Start of Information

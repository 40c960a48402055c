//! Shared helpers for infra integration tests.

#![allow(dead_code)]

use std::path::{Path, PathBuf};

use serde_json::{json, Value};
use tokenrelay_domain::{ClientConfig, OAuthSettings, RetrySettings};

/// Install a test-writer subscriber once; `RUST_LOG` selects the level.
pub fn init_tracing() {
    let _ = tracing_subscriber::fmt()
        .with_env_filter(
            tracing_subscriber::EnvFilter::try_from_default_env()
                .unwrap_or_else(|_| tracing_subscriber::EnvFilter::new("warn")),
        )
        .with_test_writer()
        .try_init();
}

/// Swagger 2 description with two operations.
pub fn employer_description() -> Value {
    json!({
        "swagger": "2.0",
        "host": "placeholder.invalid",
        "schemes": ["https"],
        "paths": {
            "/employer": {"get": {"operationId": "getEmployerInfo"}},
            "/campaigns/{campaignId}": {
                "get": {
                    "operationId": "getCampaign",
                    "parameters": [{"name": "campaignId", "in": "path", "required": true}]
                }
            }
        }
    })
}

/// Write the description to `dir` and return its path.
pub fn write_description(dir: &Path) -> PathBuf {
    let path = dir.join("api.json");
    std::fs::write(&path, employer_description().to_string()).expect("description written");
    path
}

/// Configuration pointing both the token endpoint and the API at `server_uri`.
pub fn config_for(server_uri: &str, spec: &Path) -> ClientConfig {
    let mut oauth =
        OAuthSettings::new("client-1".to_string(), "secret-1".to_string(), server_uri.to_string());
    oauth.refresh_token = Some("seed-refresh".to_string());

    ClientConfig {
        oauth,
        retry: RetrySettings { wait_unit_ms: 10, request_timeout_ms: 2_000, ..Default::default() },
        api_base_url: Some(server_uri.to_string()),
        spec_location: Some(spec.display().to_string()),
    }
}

End of Information

## Your objective:
In the preceding records, how many lines include the word "operationId"? Reply with the number only.

## Solution to the problem:
2